But according to CBS News, Barr felt that Mueller could have come to a conclusion. “I personally felt he could’ve reached a decision. The opinion says you cannot indict a president while he is in office, but he could’ve reached a decision whether it was criminal activity, but he had his reasons for not doing it, which he explained,” said Barr. The Attorney General continued by saying: “I am not going to argue about those reasons but when he didn’t make a decision, the Deputy Attorney General Rod Rosenstein and I felt it was necessary for us as heads of the Department to reach that decision.”
Mueller also said that while the opinion of the Office of Legal Counsel (OLC) prevents a president from being indicted while in office, “the Constitution requires a process other than the criminal justice system to formally accuse the president of wrongdoing.” Those on the left took that statement as a go-ahead to talk about bringing up impeachment proceedings against the president.
When Barr was asked if he thought that Mueller was suggesting that Congress could be the “venue” to hold Trump accountable, Barr stated that he was “not sure.” In an interview, Barr said: “Well, I’m not sure what he was suggesting. You know, the Department of Justice doesn’t use our powers of investigating crime as an adjunct to Congress.” Barr also gave his opinion on Mueller’s announcement that he doesn’t plan to testify in private or in public. “It’s up to Bob, but I think the line he’s drawing, which is he’s going to stick to what’s in the report, is the proper line for any department official,” Barr said.

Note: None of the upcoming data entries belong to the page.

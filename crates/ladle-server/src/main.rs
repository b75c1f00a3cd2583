use std::net::SocketAddr;
use std::path::PathBuf;
use std::sync::Arc;

use tower_http::cors::CorsLayer;
use tower_http::trace::TraceLayer;
use tracing::info;

use ladle_ai::OpenAiClient;
use ladle_api::auth::{AppState, AppStateInner};
use ladle_api::router::build_router;

#[tokio::main]
async fn main() -> anyhow::Result<()> {
    // Load .env if present
    let _ = dotenvy::dotenv();

    // Init logging
    tracing_subscriber::fmt()
        .with_env_filter(
            tracing_subscriber::EnvFilter::try_from_default_env()
                .unwrap_or_else(|_| "ladle=debug,tower_http=debug".into()),
        )
        .init();

    // Config
    let jwt_secret =
        std::env::var("LADLE_JWT_SECRET").unwrap_or_else(|_| "dev-secret-change-me".into());
    let db_path = std::env::var("LADLE_DB_PATH").unwrap_or_else(|_| "ladle.db".into());
    let host = std::env::var("LADLE_HOST").unwrap_or_else(|_| "0.0.0.0".into());
    let port: u16 = std::env::var("LADLE_PORT")
        .unwrap_or_else(|_| "3000".into())
        .parse()?;

    let api_key = std::env::var("OPENAI_API_KEY")
        .map_err(|_| anyhow::anyhow!("OPENAI_API_KEY must be set"))?;
    let assistant_id = std::env::var("OPENAI_ASSISTANT_ID")
        .map_err(|_| anyhow::anyhow!("OPENAI_ASSISTANT_ID must be set"))?;

    let mut ai = OpenAiClient::new(api_key, assistant_id);
    if let Ok(base_url) = std::env::var("OPENAI_BASE_URL") {
        ai = ai.with_base_url(base_url);
    }
    if let Ok(model) = std::env::var("OPENAI_MODEL") {
        ai = ai.with_model(model);
    }

    // Init database
    let db = ladle_db::Database::open(&PathBuf::from(&db_path))?;

    // Shared state
    let state: AppState = Arc::new(AppStateInner { db, ai, jwt_secret });

    let app = build_router(state)
        .layer(CorsLayer::permissive())
        .layer(TraceLayer::new_for_http());

    let addr: SocketAddr = format!("{}:{}", host, port).parse()?;
    info!("Ladle server listening on {}", addr);

    let listener = tokio::net::TcpListener::bind(addr).await?;
    axum::serve(listener, app).await?;

    Ok(())
}
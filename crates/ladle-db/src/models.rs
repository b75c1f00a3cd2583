/// Database row types — these map directly to SQLite rows.
/// Distinct from the ladle-types API models to keep the DB layer independent.

pub struct UserRow {
    pub id: String,
    pub email: String,
    pub password: String,
    pub created_at: String,
}

pub struct RecipeRow {
    pub id: String,
    pub name: String,
    /// Canonical recipe content serialized as JSON.
    pub document: String,
    pub share_token: Option<String>,
    pub created_at: String,
}

pub struct MemberRow {
    pub recipe_id: String,
    pub user_id: String,
    pub permission: String,
}
pub mod api;
pub mod models;
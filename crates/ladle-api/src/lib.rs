pub mod auth;
pub mod error;
pub mod generate;
pub mod middleware;
pub mod recipes;
pub mod router;
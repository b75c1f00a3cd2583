use axum::{
    extract::{Request, State},
    http::header,
    middleware::Next,
    response::Response,
};
use jsonwebtoken::{DecodingKey, Validation, decode};
use ladle_types::api::Claims;

use crate::auth::AppState;
use crate::error::ApiError;

/// Extract and validate the JWT from the Authorization header; the decoded
/// claims are inserted as a request extension so handlers receive the caller
/// identity explicitly.
pub async fn require_auth(
    State(state): State<AppState>,
    mut req: Request,
    next: Next,
) -> Result<Response, ApiError> {
    let auth_header = req
        .headers()
        .get(header::AUTHORIZATION)
        .and_then(|v| v.to_str().ok())
        .ok_or(ApiError::Unauthorized)?;

    let token = auth_header
        .strip_prefix("Bearer ")
        .ok_or(ApiError::Unauthorized)?;

    let token_data = decode::<Claims>(
        token,
        &DecodingKey::from_secret(state.jwt_secret.as_bytes()),
        &Validation::default(),
    )
    .map_err(|_| ApiError::Unauthorized)?;

    req.extensions_mut().insert(token_data.claims);
    Ok(next.run(req).await)
}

At the beginning of May, the House Judiciary Committee voted to hold Barr in contempt for going against the panel’s subpoena that required him to turn over the unredacted version of Mueller’s report, along with all of the underlying evidence and documents. The president then asserted his executive privilege over the materials in order to protect them from being released. Even though Barr has received criticism over the way he handled the report, Mueller came to his defense on Wednesday. Mueller said that he doesn’t “question the attorney general's good faith" in his decision to release the report in full, with its redactions, to Congress and the public. Mueller explained that he had suggested that only “portions of the report be released,” and he said that he “appreciated” Barr’s decision.
Barr has also fallen under scrutiny over the testimony he made before a congressional committee last month. During the testimony, Barr stated that he believed that “spying did occur” on the Trump campaign during the 2016 election. Ever since, Barr has appointed John Durham, a U.S. attorney from Connecticut, to investigate the origins of the Russia investigation. When Barr was asked about his use of the word “spying,” he said: "I mean, I guess it's become a dirty word somehow. It never has been for me. I think there's nothing wrong with spying. The question is always whether it's authorized by law." He added: "It's part of the craziness of the modern day, that if the president uses a word, then all of a sudden it becomes off bounds. It's a perfectly good English word and I'll continue to use it."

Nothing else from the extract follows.